Turner's compositions have been commissioned by many organizations, including the United States Air Force Heritage of America Band, the Luxembourg Philharmonic, the Japanese Horn Ensemble, and the Richmond, Virginia Chamber Music Society. His works have been awarded top prizes at the International Horn Society Composition Contest and the IBLA Foundation.
Turner received the Meir Rimon Commissioning Assistance Fund from the International Horn Society in 1993 to compose Six Lives of Jack McBride for horn, violin, tenor voice, and piano and again in 2004 to compose Scorpion in the Sand for horn, cello, and piano.

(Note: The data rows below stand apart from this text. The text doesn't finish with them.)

//! Producer identities.
//!
//! An identity holds the asymmetric keypair a producer signs with. Keys are
//! loaded from PKCS#8 PEM files; unwrapping PKCS#12 containers is left to
//! the external key-management collaborator, which hands over the extracted
//! key. When no key file exists yet an identity can be generated on the
//! spot, mirroring the original load-or-generate behavior.

use crate::hash::HashAlgorithm;
use crate::signer::AsymmetricSigner;
use crate::verifier::AsymmetricVerifier;
use crate::AuthError;
use rsa::pkcs8::{DecodePrivateKey, EncodePublicKey, LineEnding};
use rsa::{RsaPrivateKey, RsaPublicKey};
use std::path::Path;

/// Default modulus size for generated RSA identities.
const DEFAULT_RSA_BITS: usize = 2048;

enum IdentityKey {
    Rsa(RsaPrivateKey),
    EcdsaP256(p256::ecdsa::SigningKey),
}

/// A producer keypair plus the hash algorithm used for its manifests.
pub struct Identity {
    key: IdentityKey,
    hash_algorithm: HashAlgorithm,
}

impl Identity {
    /// Load a PKCS#8 PEM private key (RSA or EC P-256).
    pub fn from_pkcs8_pem(pem: &str, hash_algorithm: HashAlgorithm) -> Result<Self, AuthError> {
        if let Ok(key) = RsaPrivateKey::from_pkcs8_pem(pem) {
            return Ok(Identity {
                key: IdentityKey::Rsa(key),
                hash_algorithm,
            });
        }

        p256::SecretKey::from_pkcs8_pem(pem)
            .map(|secret| Identity {
                key: IdentityKey::EcdsaP256(p256::ecdsa::SigningKey::from(secret)),
                hash_algorithm,
            })
            .map_err(|e| AuthError::KeyParse(e.to_string()))
    }

    /// Load a key file, or generate a fresh RSA identity if it is missing.
    pub fn load_or_generate(
        path: &Path,
        hash_algorithm: HashAlgorithm,
    ) -> Result<Self, AuthError> {
        match std::fs::read_to_string(path) {
            Ok(pem) => Self::from_pkcs8_pem(&pem, hash_algorithm),
            Err(_) => Self::generate_rsa(DEFAULT_RSA_BITS, hash_algorithm),
        }
    }

    /// Generate a fresh RSA identity.
    pub fn generate_rsa(bits: usize, hash_algorithm: HashAlgorithm) -> Result<Self, AuthError> {
        let key = RsaPrivateKey::new(&mut rand::rngs::OsRng, bits)
            .map_err(|e| AuthError::KeyParse(e.to_string()))?;
        Ok(Identity {
            key: IdentityKey::Rsa(key),
            hash_algorithm,
        })
    }

    /// Generate a fresh ECDSA P-256 identity.
    pub fn generate_p256(hash_algorithm: HashAlgorithm) -> Self {
        Identity {
            key: IdentityKey::EcdsaP256(p256::ecdsa::SigningKey::random(&mut rand::rngs::OsRng)),
            hash_algorithm,
        }
    }

    /// The hash algorithm this identity signs manifests with.
    pub fn hash_algorithm(&self) -> HashAlgorithm {
        self.hash_algorithm
    }

    /// A signer backed by this identity's private key.
    pub fn signer(&self) -> AsymmetricSigner {
        match &self.key {
            IdentityKey::Rsa(key) => AsymmetricSigner::Rsa(key.clone()),
            IdentityKey::EcdsaP256(key) => AsymmetricSigner::EcdsaP256(key.clone()),
        }
    }

    /// A verifier anchored on this identity's public key.
    pub fn verifier(&self) -> AsymmetricVerifier {
        match &self.key {
            IdentityKey::Rsa(key) => AsymmetricVerifier::Rsa(RsaPublicKey::from(key)),
            IdentityKey::EcdsaP256(key) => AsymmetricVerifier::EcdsaP256(*key.verifying_key()),
        }
    }

    /// PEM-encoded public key, distributable as the consumer's trust anchor.
    pub fn public_key_pem(&self) -> Result<String, AuthError> {
        match &self.key {
            IdentityKey::Rsa(key) => RsaPublicKey::from(key)
                .to_public_key_pem(LineEnding::LF)
                .map_err(|e| AuthError::KeyParse(e.to_string())),
            IdentityKey::EcdsaP256(key) => {
                use p256::pkcs8::EncodePublicKey as _;
                p256::PublicKey::from(key.verifying_key())
                    .to_public_key_pem(p256::pkcs8::LineEnding::LF)
                    .map_err(|e| AuthError::KeyParse(e.to_string()))
            }
        }
    }
}

#[cfg(test)]
mod tests {
    use super::*;
    use crate::signer::Signer;
    use crate::verifier::{VerificationOutcome, Verifier};

    #[test]
    fn test_p256_identity_sign_verify() {
        let identity = Identity::generate_p256(HashAlgorithm::Sha256);
        let signer = identity.signer();
        let verifier = identity.verifier();

        let sig = signer.sign(b"content object").unwrap();
        assert_eq!(
            verifier.verify(b"content object", &sig),
            VerificationOutcome::Accept
        );
    }

    #[test]
    fn test_public_key_pem_anchors_verifier() {
        let identity = Identity::generate_p256(HashAlgorithm::Sha256);
        let pem = identity.public_key_pem().unwrap();

        let verifier = AsymmetricVerifier::from_public_key_pem(&pem).unwrap();
        let sig = identity.signer().sign(b"data").unwrap();
        assert_eq!(verifier.verify(b"data", &sig), VerificationOutcome::Accept);
        assert_eq!(verifier.verify(b"other", &sig), VerificationOutcome::Reject);
    }
}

Turner's Quartet Nr. 1 won first prize in the International Horn Society's composition contest. Quartet Nr. 3 was awarded a prize in the International Horn Society composition contest in 1996. The Freden International Music Festival in Germany commissioned Turner to compose a brass quintet titled Ricochet, which become one of Turner's most successful works.

Several notable commissions include the U.S. Air Force "Heritage of America" band (Postcards from Lucca), the Alexander Horn Ensemble Japan (Ghosts of Dublin), the Brass Ensemble of the Symphony Orchestra of Lyon (The Heros), the Luxembourg Chamber Orchestra (The Celestials of Sago Lane), Palisades Virtuosi (Vathek), the Detroit Symphony Orchestra (Concerto for Horn and Orchestra "The Gothic"), and the horn sections of the Houston and Dallas symphonies (The Bronze Triptych).
Turner's music, which contains elements of folk music from the British Isles, a Mexican influence combined with his own western American style, and the sounds of North Africa and the Arab world, has been performed and recorded by chamber ensembles from the New York Philharmonic, The Berlin Philharmonic, the Vienna Philharmonic, and the Chicago Symphony, among others.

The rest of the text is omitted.